┌────────

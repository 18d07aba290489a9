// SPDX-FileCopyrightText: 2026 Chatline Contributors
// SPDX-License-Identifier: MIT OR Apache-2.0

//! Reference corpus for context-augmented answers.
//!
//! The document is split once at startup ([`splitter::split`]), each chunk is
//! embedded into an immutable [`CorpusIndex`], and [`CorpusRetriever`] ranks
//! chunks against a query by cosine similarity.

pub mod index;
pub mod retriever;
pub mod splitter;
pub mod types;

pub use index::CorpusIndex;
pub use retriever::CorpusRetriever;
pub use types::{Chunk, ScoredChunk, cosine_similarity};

└────────
┌────────

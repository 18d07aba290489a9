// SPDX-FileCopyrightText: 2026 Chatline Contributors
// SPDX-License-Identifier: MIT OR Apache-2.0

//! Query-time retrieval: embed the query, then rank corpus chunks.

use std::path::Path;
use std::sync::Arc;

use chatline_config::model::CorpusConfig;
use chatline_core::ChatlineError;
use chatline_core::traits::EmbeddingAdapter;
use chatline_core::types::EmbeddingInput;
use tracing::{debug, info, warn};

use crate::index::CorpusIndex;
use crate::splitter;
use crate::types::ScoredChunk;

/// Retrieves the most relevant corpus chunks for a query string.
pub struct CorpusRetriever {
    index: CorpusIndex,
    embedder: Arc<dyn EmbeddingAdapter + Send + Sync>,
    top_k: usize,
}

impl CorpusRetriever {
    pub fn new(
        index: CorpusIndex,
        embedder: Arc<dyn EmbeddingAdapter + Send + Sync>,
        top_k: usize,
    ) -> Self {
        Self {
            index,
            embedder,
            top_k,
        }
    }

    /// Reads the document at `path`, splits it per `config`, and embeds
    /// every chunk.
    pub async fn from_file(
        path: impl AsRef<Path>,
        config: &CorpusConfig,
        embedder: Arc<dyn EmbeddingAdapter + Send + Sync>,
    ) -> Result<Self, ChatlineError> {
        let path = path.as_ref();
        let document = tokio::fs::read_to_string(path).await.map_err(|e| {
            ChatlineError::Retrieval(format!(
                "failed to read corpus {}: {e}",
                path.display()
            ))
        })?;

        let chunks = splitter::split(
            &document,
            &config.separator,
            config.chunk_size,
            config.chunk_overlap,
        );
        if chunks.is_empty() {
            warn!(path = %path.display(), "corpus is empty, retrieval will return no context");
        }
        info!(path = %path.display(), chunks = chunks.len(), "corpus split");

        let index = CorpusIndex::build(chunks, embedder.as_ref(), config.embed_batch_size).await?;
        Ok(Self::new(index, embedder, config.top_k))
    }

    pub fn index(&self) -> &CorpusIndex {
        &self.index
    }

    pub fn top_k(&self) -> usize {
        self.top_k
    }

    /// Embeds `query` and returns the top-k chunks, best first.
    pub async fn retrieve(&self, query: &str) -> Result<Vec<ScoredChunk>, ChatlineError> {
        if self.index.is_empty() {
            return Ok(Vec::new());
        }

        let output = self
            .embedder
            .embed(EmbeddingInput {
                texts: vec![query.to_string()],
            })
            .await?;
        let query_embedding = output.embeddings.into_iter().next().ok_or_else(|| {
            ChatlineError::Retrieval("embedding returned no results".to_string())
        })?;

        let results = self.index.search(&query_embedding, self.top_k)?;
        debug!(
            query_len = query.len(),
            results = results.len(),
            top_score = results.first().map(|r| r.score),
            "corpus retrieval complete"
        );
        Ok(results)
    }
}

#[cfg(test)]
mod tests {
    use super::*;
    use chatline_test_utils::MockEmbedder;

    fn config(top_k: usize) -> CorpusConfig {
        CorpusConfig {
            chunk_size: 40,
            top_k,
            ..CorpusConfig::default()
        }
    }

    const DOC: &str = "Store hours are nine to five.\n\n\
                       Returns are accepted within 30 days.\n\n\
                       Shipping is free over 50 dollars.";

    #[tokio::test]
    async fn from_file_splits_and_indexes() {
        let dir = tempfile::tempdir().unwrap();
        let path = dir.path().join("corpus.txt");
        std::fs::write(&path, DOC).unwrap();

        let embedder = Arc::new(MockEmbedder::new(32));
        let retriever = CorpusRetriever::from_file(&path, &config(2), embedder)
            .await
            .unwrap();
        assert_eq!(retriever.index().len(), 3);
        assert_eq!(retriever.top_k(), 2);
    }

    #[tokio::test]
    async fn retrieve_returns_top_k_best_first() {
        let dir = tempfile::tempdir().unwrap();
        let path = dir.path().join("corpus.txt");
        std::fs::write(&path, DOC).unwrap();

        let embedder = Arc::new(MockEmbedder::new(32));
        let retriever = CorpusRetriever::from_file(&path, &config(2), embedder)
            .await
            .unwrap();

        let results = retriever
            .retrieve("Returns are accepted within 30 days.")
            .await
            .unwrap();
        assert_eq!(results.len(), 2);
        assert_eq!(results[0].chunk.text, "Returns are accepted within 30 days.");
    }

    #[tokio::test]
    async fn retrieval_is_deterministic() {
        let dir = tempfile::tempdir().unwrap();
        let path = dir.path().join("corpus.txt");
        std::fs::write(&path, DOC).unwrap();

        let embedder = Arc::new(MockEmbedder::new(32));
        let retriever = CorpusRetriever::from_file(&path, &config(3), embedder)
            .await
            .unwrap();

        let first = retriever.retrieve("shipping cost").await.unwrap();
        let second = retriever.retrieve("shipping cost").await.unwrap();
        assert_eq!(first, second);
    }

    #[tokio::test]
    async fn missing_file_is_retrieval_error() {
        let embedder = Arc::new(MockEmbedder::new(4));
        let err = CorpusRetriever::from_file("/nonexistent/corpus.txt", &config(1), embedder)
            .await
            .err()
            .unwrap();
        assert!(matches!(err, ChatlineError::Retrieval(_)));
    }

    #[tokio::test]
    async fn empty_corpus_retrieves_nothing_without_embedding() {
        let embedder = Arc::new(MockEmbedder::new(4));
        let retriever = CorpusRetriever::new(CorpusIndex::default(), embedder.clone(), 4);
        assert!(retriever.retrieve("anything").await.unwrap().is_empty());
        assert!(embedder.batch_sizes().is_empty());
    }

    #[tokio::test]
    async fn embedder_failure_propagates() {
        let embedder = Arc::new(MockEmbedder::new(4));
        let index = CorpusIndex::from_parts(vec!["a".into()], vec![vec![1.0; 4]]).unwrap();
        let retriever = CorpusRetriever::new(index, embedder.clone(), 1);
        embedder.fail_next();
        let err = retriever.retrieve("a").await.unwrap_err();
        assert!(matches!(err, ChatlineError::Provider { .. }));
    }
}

└────────

> [Problem requirements]: Your response should be made up of the lines in the data that contain the word "info".

> [Exercise response]:
use tracing::{debug, info, warn};
        info!(path = %path.display(), chunks = chunks.len(), "corpus split");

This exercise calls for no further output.